EXERCISE DIRECTIONS: In the entries below, find every line holding the string "BTreeMap" and collect it.

Dataset items:
Content starts

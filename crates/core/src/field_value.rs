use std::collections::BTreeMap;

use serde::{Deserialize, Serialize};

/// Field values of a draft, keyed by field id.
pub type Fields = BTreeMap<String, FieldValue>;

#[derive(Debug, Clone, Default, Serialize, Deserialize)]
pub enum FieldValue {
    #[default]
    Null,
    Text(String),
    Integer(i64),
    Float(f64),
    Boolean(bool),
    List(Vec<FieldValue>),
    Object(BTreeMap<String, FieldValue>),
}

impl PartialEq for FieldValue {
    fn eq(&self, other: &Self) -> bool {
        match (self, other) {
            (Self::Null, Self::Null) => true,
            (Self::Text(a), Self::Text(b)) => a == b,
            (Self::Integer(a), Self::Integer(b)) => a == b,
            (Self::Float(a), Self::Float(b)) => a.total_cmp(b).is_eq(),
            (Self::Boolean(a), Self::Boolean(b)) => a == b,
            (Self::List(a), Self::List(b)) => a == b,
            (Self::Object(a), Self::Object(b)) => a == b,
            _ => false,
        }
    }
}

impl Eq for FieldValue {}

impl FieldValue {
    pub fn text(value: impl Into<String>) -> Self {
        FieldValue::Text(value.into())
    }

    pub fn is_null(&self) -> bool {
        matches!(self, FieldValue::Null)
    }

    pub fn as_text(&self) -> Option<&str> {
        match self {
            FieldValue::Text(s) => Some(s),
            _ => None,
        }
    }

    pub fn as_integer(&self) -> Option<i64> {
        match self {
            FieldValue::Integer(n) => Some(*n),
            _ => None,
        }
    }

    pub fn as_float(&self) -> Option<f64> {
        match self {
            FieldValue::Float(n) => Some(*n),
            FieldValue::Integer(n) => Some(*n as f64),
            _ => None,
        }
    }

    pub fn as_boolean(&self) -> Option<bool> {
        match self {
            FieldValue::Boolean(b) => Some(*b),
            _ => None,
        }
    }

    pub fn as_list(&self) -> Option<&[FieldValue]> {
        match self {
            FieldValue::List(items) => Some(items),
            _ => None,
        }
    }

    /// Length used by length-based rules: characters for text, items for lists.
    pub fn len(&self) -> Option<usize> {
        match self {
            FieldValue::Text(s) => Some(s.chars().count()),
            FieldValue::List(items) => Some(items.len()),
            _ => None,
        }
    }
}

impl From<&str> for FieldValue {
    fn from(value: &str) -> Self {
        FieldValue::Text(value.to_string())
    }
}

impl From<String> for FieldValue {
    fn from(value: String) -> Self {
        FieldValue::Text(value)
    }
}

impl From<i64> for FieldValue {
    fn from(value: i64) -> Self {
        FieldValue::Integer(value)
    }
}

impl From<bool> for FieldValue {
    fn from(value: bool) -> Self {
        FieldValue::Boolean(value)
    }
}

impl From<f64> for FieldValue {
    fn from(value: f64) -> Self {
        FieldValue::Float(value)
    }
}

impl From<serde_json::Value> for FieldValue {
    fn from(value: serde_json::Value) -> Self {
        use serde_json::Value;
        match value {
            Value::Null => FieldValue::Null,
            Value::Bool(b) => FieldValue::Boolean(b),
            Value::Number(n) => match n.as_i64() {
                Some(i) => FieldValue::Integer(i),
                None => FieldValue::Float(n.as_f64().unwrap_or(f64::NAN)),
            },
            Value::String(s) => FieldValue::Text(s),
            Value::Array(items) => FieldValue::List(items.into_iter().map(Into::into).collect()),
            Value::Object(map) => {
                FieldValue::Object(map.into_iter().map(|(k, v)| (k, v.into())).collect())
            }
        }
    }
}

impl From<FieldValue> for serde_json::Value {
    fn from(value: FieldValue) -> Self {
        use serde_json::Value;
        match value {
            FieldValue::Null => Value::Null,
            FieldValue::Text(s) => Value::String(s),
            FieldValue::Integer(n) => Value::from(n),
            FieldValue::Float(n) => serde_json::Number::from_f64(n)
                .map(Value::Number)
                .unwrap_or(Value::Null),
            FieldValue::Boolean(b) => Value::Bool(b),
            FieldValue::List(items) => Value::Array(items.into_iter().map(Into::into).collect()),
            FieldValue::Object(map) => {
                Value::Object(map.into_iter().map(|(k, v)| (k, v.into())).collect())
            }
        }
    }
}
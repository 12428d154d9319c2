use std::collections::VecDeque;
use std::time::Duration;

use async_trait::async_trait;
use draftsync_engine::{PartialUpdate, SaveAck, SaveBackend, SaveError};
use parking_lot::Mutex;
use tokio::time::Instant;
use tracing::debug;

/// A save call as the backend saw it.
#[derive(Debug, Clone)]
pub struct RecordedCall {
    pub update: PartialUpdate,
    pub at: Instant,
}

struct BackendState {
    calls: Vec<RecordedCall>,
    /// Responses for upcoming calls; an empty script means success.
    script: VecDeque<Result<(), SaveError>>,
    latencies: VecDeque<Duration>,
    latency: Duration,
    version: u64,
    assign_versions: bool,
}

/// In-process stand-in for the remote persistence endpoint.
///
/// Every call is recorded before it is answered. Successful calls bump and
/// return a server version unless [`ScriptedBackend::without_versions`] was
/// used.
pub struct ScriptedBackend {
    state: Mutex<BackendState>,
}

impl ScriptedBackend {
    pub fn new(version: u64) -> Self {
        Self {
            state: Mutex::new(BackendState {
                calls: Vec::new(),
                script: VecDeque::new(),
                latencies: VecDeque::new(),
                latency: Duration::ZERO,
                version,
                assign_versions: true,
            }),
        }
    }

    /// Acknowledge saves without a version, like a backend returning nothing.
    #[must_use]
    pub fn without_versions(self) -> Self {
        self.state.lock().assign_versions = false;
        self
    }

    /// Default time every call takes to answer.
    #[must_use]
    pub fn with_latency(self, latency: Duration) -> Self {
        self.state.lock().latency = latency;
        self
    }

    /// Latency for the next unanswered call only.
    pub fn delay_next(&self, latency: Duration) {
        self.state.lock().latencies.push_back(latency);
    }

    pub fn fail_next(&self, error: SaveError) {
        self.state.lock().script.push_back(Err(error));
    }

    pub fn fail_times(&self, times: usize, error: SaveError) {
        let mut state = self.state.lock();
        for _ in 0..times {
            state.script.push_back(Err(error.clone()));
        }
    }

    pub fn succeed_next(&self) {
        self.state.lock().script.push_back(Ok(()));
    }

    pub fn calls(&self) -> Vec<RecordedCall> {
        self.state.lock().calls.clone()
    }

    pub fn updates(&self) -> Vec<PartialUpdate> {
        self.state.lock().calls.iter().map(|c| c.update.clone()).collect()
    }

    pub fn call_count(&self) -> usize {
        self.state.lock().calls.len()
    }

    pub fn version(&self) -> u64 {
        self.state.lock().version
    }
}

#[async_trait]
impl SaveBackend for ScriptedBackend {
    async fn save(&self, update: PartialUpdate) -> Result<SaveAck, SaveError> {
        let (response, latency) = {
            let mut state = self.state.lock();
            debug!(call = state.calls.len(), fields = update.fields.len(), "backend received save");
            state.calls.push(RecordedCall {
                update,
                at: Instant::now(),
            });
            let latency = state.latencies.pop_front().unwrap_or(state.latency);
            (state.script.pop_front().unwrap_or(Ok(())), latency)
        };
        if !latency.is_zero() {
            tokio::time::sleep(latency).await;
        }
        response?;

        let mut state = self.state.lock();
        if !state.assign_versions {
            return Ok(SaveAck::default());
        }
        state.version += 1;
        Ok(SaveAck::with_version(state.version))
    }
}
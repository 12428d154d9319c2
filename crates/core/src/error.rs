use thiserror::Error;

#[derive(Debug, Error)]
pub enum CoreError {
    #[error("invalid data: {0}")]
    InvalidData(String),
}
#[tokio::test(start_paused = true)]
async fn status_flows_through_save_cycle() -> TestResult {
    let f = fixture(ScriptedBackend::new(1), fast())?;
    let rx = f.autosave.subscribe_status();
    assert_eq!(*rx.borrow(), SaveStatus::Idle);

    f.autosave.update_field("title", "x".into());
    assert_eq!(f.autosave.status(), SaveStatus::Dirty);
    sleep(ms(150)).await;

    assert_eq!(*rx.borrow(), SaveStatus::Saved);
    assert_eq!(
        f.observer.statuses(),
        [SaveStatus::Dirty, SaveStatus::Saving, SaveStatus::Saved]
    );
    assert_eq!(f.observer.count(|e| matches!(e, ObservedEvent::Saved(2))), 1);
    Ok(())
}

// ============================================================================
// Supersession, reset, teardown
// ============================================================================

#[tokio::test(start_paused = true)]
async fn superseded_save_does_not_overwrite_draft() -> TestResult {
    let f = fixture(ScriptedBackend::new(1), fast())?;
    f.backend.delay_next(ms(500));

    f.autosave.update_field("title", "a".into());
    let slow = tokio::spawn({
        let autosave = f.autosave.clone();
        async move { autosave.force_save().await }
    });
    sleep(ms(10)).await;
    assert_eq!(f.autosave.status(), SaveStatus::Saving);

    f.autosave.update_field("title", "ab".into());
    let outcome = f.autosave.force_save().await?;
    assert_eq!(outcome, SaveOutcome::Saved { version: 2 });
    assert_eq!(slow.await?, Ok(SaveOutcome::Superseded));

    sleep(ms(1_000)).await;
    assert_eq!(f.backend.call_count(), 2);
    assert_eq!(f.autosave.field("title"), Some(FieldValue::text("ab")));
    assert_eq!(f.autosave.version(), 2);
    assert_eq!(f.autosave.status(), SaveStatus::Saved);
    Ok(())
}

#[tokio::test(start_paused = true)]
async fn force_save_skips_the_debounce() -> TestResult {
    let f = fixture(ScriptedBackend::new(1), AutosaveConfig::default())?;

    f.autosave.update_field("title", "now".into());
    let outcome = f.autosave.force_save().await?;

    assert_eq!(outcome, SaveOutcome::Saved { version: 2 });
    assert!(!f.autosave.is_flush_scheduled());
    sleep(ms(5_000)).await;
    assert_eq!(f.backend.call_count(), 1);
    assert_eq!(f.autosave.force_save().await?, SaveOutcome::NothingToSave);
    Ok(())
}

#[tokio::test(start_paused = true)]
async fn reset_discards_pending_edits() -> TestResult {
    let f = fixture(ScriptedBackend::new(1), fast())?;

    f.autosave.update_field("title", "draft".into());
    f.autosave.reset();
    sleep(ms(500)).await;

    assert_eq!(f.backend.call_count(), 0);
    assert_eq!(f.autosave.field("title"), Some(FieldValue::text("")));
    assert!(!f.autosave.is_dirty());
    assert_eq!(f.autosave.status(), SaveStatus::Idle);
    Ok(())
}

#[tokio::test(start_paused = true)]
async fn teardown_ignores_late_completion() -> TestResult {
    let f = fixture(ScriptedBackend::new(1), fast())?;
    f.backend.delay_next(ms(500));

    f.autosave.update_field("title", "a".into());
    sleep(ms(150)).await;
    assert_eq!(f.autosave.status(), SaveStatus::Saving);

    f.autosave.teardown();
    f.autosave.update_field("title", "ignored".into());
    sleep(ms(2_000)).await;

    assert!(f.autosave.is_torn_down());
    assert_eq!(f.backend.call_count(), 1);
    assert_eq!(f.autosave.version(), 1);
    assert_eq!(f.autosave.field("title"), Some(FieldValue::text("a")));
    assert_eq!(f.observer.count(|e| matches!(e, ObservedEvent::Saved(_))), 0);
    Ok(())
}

Content ends

WRITTEN SOLUTION:
use std::collections::BTreeMap;
pub type Fields = BTreeMap<String, FieldValue>;
    Object(BTreeMap<String, FieldValue>),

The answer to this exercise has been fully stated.